- WHAT YOU NEED TO DO -
The entries below contain a line with "pub fn backend(&self)" and a line with "fn lock(&self) ->". Quote exactly those two lines and all lines between them.

Stored data entries
○ ○ ○ ○ ○ ○ ○

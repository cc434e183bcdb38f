use std::collections::HashMap;
use std::sync::{Arc, Mutex, OnceLock, PoisonError, Weak};

use async_trait::async_trait;
use ordinal_api::errors::CallError;
use ordinal_api::handler::MessageSender;
use ordinal_api::host::{InstanceHandle, InstanceNamespace};
use ordinal_api::protocol::{ActivationRequest, ActivationResponse};
use tokio::sync::Mutex as AsyncMutex;
use tracing::debug;

use crate::activation::ActorActivation;
use crate::registry::HandlerRegistry;
use crate::storage::MemoryBackend;

type SharedActivation = Arc<AsyncMutex<ActorActivation>>;

/// In-process instance namespace hosting actor activations.
///
/// Names resolve lazily: the first call to a name creates its activation with
/// a store scoped to that name. Each activation sits behind its own async
/// mutex, so calls to one instance run one at a time while different
/// instances proceed independently.
pub struct LocalInstances {
    backend: MemoryBackend,
    registry: Arc<HandlerRegistry>,
    activations: Mutex<HashMap<String, SharedActivation>>,
    sender: OnceLock<Weak<dyn MessageSender>>,
}

impl LocalInstances {
    pub fn new(backend: MemoryBackend, registry: Arc<HandlerRegistry>) -> Self {
        Self {
            backend,
            registry,
            activations: Mutex::new(HashMap::new()),
            sender: OnceLock::new(),
        }
    }

    /// Sender handed to every activation created from now on.
    /// Only the first attachment takes effect.
    pub fn attach_sender(&self, sender: Weak<dyn MessageSender>) {
        let _ = self.sender.set(sender);
    }

    /// Drops the live activation behind `name`, keeping its durable data.
    ///
    /// The next call re-creates the activation, which reloads memory from storage.
    pub fn evict(&self, name: &str) -> bool {
        let evicted = self.lock().remove(name).is_some();
        if evicted {
            debug!(instance = %name, "Activation evicted");
        }
        evicted
    }

    pub fn is_active(&self, name: &str) -> bool {
        self.lock().contains_key(name)
    }

    /// Names of live activations, sorted.
    pub fn active_names(&self) -> Vec<String> {
        let mut names: Vec<String> = self.lock().keys().cloned().collect();
        names.sort_unstable();
        names
    }

    pub fn registry(&self) -> &Arc<HandlerRegistry> {
        &self.registry
    }

    pub fn backend(&self) -> &MemoryBackend {
        &self.backend
    }

    fn activation(&self, name: &str) -> SharedActivation {
        let mut activations = self.lock();
        if let Some(existing) = activations.get(name) {
            return Arc::clone(existing);
        }

        let mut activation = ActorActivation::new(
            name,
            Arc::new(self.backend.scoped(name)),
            Arc::clone(&self.registry),
        );
        if let Some(sender) = self.sender.get() {
            activation = activation.with_sender(Weak::clone(sender));
        }
        crate::log_lifecycle!("activation", name, "created");

        let shared = Arc::new(AsyncMutex::new(activation));
        activations.insert(name.to_string(), Arc::clone(&shared));
        shared
    }

    fn lock(&self) -> std::sync::MutexGuard<'_, HashMap<String, SharedActivation>> {
        self.activations.lock().unwrap_or_else(PoisonError::into_inner)
    }
}

impl InstanceNamespace for LocalInstances {
    fn resolve(&self, name: &str) -> Arc<dyn InstanceHandle> {
        Arc::new(LocalHandle {
            activation: self.activation(name),
        })
    }
}

/// Addressed-call handle to one local activation.
pub struct LocalHandle {
    activation: SharedActivation,
}

#[async_trait]
impl InstanceHandle for LocalHandle {
    async fn call(&self, request: ActivationRequest) -> Result<ActivationResponse, CallError> {
        let mut activation = self.activation.lock().await;
        activation.handle(request).await
    }
}

#[cfg(test)]
mod tests {
    use super::*;
    use async_trait::async_trait;
    use ordinal_api::envelope::{InvokeRequest, Reply};
    use ordinal_api::handler::{ActorHandler, HandlerContext};
    use ordinal_api::types::{ActorResult, Payload};
    use serde_json::{json, Value};

    struct Tally;

    #[async_trait]
    impl ActorHandler for Tally {
        async fn handle(&self, _payload: Payload, ctx: &mut HandlerContext<'_>) -> ActorResult<Reply> {
            let n = ctx.memory.get("n").and_then(Value::as_u64).unwrap_or(0) + 1;
            ctx.memory.insert("n".to_string(), json!(n));
            Ok(Reply::ok(json!(n)))
        }
    }

    fn instances() -> LocalInstances {
        let registry = HandlerRegistry::builder().register("tally", Tally).build().unwrap();
        LocalInstances::new(MemoryBackend::new(), Arc::new(registry))
    }

    async fn bump(instances: &LocalInstances, name: &str) -> Value {
        let request = ActivationRequest::Invoke(InvokeRequest {
            payload: json!({}),
            actor_type: "tally".to_string(),
            actor_id: name.trim_start_matches("tally:").to_string(),
        });
        match instances.resolve(name).call(request).await.unwrap() {
            ActivationResponse::Invoked(envelope) => envelope.result,
            other => panic!("unexpected response: {:?}", other),
        }
    }

    #[tokio::test]
    async fn test_resolve_reuses_activation() {
        let instances = instances();
        assert_eq!(bump(&instances, "tally:a").await, json!(1));
        assert_eq!(bump(&instances, "tally:a").await, json!(2));
        assert_eq!(bump(&instances, "tally:b").await, json!(1));
        assert_eq!(instances.active_names(), vec!["tally:a", "tally:b"]);
    }

    #[tokio::test]
    async fn test_evicted_activation_reloads_memory() {
        let instances = instances();
        bump(&instances, "tally:a").await;

        assert!(instances.evict("tally:a"));
        assert!(!instances.is_active("tally:a"));
        assert!(!instances.evict("tally:a"));

        assert_eq!(bump(&instances, "tally:a").await, json!(2));
    }

    #[tokio::test]
    async fn test_status_and_reset_calls() {
        let instances = instances();
        bump(&instances, "tally:a").await;

        let handle = instances.resolve("tally:a");
        let memory = handle.call(ActivationRequest::Status).await.unwrap();
        assert_eq!(memory, ActivationResponse::Memory(json!({"n": 1}).as_object().cloned().unwrap()));

        assert_eq!(handle.call(ActivationRequest::Reset).await.unwrap(), ActivationResponse::Reset);
        assert!(instances.backend().is_empty("tally:a"));
    }
}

○ ○ ○ ○ ○ ○ ○

- FINISHED TASK -
    pub fn backend(&self) -> &MemoryBackend {
        &self.backend
    }

    fn activation(&self, name: &str) -> SharedActivation {
        let mut activations = self.lock();
        if let Some(existing) = activations.get(name) {
            return Arc::clone(existing);
        }

        let mut activation = ActorActivation::new(
            name,
            Arc::new(self.backend.scoped(name)),
            Arc::clone(&self.registry),
        );
        if let Some(sender) = self.sender.get() {
            activation = activation.with_sender(Weak::clone(sender));
        }
        crate::log_lifecycle!("activation", name, "created");

        let shared = Arc::new(AsyncMutex::new(activation));
        activations.insert(name.to_string(), Arc::clone(&shared));
        shared
    }

    fn lock(&self) -> std::sync::MutexGuard<'_, HashMap<String, SharedActivation>> {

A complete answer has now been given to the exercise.